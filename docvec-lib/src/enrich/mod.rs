//! Field enrichment
//!
//! An [`EnrichmentSpec`] names the fields to replace with embeddings and
//! whether each holds a single string or a list of strings. The [`Enricher`]
//! applies it to one record at a time.
//!
//! Field specs parse from short strings: `contents` is a scalar field,
//! `passages[]` a list field.
//!
//! ```ignore
//! let spec: EnrichmentSpec = "contents,passages[]".parse()?;
//! let mut enricher = Enricher::new(&spec, &mut embedder);
//! let record = enricher.enrich(record)?;
//! ```

use std::collections::HashSet;
use std::fmt;
use std::str::FromStr;

use tracing::trace;

use crate::embed::{Embedder, Embedding};
use crate::json::Literal;
use crate::record::{FieldValue, Record};
use crate::{Error, Result};

/// Whether a field holds one string or a list of strings.
#[derive(Debug, Clone, Copy, PartialEq, Eq)]
pub enum FieldShape {
    /// One string, replaced by one embedding
    Scalar,
    /// A list of strings, replaced by one embedding per element
    List,
}

impl FieldShape {
    fn expected(self) -> &'static str {
        match self {
            Self::Scalar => "a string",
            Self::List => "a list of strings",
        }
    }
}

/// A single field to enrich.
#[derive(Debug, Clone, PartialEq, Eq)]
pub struct FieldSpec {
    pub name: String,
    pub shape: FieldShape,
}

impl FieldSpec {
    pub fn scalar(name: impl Into<String>) -> Self {
        Self {
            name: name.into(),
            shape: FieldShape::Scalar,
        }
    }

    pub fn list(name: impl Into<String>) -> Self {
        Self {
            name: name.into(),
            shape: FieldShape::List,
        }
    }
}

impl FromStr for FieldSpec {
    type Err = Error;

    fn from_str(s: &str) -> Result<Self> {
        let s = s.trim();
        let spec = match s.strip_suffix("[]") {
            Some(name) => Self::list(name.trim()),
            None => Self::scalar(s),
        };
        if spec.name.is_empty() {
            return Err(Error::InvalidInput(format!("empty field name in `{s}`")));
        }
        Ok(spec)
    }
}

impl fmt::Display for FieldSpec {
    fn fmt(&self, f: &mut fmt::Formatter<'_>) -> fmt::Result {
        match self.shape {
            FieldShape::Scalar => write!(f, "{}", self.name),
            FieldShape::List => write!(f, "{}[]", self.name),
        }
    }
}

/// The set of fields in each record that are replaced by embeddings.
#[derive(Debug, Clone, PartialEq, Eq)]
pub struct EnrichmentSpec {
    fields: Vec<FieldSpec>,
}

impl EnrichmentSpec {
    /// Builds a spec, rejecting empty sets and repeated field names.
    pub fn new(fields: impl IntoIterator<Item = FieldSpec>) -> Result<Self> {
        let fields: Vec<FieldSpec> = fields.into_iter().collect();
        if fields.is_empty() {
            return Err(Error::InvalidInput(
                "at least one field must be enriched".to_string(),
            ));
        }
        let mut seen = HashSet::new();
        for field in &fields {
            if !seen.insert(field.name.as_str()) {
                return Err(Error::InvalidInput(format!(
                    "field `{}` listed more than once",
                    field.name
                )));
            }
        }
        Ok(Self { fields })
    }

    /// Parses each string with [`FieldSpec::from_str`].
    pub fn parse<S: AsRef<str>>(specs: impl IntoIterator<Item = S>) -> Result<Self> {
        let fields = specs
            .into_iter()
            .map(|s| s.as_ref().parse())
            .collect::<Result<Vec<FieldSpec>>>()?;
        Self::new(fields)
    }

    pub fn fields(&self) -> &[FieldSpec] {
        &self.fields
    }
}

impl FromStr for EnrichmentSpec {
    type Err = Error;

    /// Comma-separated field specs, e.g. `contents,passages[]`.
    fn from_str(s: &str) -> Result<Self> {
        Self::parse(s.split(','))
    }
}

impl fmt::Display for EnrichmentSpec {
    fn fmt(&self, f: &mut fmt::Formatter<'_>) -> fmt::Result {
        for (i, field) in self.fields.iter().enumerate() {
            if i > 0 {
                f.write_str(",")?;
            }
            write!(f, "{field}")?;
        }
        Ok(())
    }
}

/// Replaces the fields named by an [`EnrichmentSpec`] with embeddings.
///
/// All embeddings for a record are computed before any field is replaced,
/// so a record either comes back fully enriched or not at all.
pub struct Enricher<'a, E: Embedder + ?Sized> {
    spec: &'a EnrichmentSpec,
    embedder: &'a mut E,
    calls: usize,
}

impl<'a, E: Embedder + ?Sized> Enricher<'a, E> {
    pub fn new(spec: &'a EnrichmentSpec, embedder: &'a mut E) -> Self {
        Self {
            spec,
            embedder,
            calls: 0,
        }
    }

    /// Number of texts sent to the embedder so far.
    pub fn calls(&self) -> usize {
        self.calls
    }

    pub fn enrich(&mut self, mut record: Record) -> Result<Record> {
        let spec = self.spec;
        let mut replacements = Vec::with_capacity(spec.fields().len());

        for field in spec.fields() {
            let name = field.name.as_str();
            let value = match (field.shape, record.get(name)) {
                (_, None) => return Err(Error::unsupported(name, "field is missing")),
                (_, Some(FieldValue::Literal(Literal::Null))) => {
                    return Err(Error::unsupported(name, "field is null"))
                }
                (FieldShape::Scalar, Some(FieldValue::Text(text))) => {
                    FieldValue::Embedding(self.embed_one(name, text)?)
                }
                (FieldShape::List, Some(FieldValue::TextList(items))) => {
                    FieldValue::EmbeddingList(self.embed_many(name, items)?)
                }
                (shape, Some(other)) => {
                    return Err(Error::unsupported(
                        name,
                        format!("expected {}, found {}", shape.expected(), other.kind()),
                    ))
                }
            };
            replacements.push((name, value));
        }

        for (name, value) in replacements {
            record.replace(name, value);
        }
        Ok(record)
    }

    fn embed_one(&mut self, field: &str, text: &str) -> Result<Embedding> {
        self.calls += 1;
        let embedding = self
            .embedder
            .embed(text)
            .map_err(|e| enrichment_error(field, e))?;
        self.check_embedding(field, &embedding)?;
        trace!(field, chars = text.len(), "embedded scalar field");
        Ok(embedding)
    }

    fn embed_many(&mut self, field: &str, items: &[String]) -> Result<Vec<Embedding>> {
        if items.is_empty() {
            return Ok(Vec::new());
        }
        self.calls += items.len();
        let texts: Vec<&str> = items.iter().map(String::as_str).collect();
        let embeddings = self
            .embedder
            .embed_batch(&texts)
            .map_err(|e| enrichment_error(field, e))?;
        if embeddings.len() != items.len() {
            return Err(Error::Enrichment {
                field: field.to_string(),
                reason: format!(
                    "provider returned {} embeddings for {} texts",
                    embeddings.len(),
                    items.len()
                ),
            });
        }
        for embedding in &embeddings {
            self.check_embedding(field, embedding)?;
        }
        trace!(field, items = items.len(), "embedded list field");
        Ok(embeddings)
    }

    /// Vectors must match the provider's dimension and serialize as numbers.
    fn check_embedding(&self, field: &str, embedding: &Embedding) -> Result<()> {
        let expected = self.embedder.dimension();
        if embedding.len() != expected {
            return Err(Error::Enrichment {
                field: field.to_string(),
                reason: format!(
                    "embedding has {} dimensions, expected {expected}",
                    embedding.len()
                ),
            });
        }
        if let Some(index) = embedding.iter().position(|v| !v.is_finite()) {
            return Err(Error::Enrichment {
                field: field.to_string(),
                reason: format!("embedding value {index} is {}", embedding[index]),
            });
        }
        Ok(())
    }
}

fn enrichment_error(field: &str, err: Error) -> Error {
    Error::Enrichment {
        field: field.to_string(),
        reason: err.to_string(),
    }
}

= = = = = = =

### WORK TO COMPLETE
Line by line, check the data above for the word "calls" and state how many lines contain it. Give only the number.

### RESPONSE TO THIS TASK
6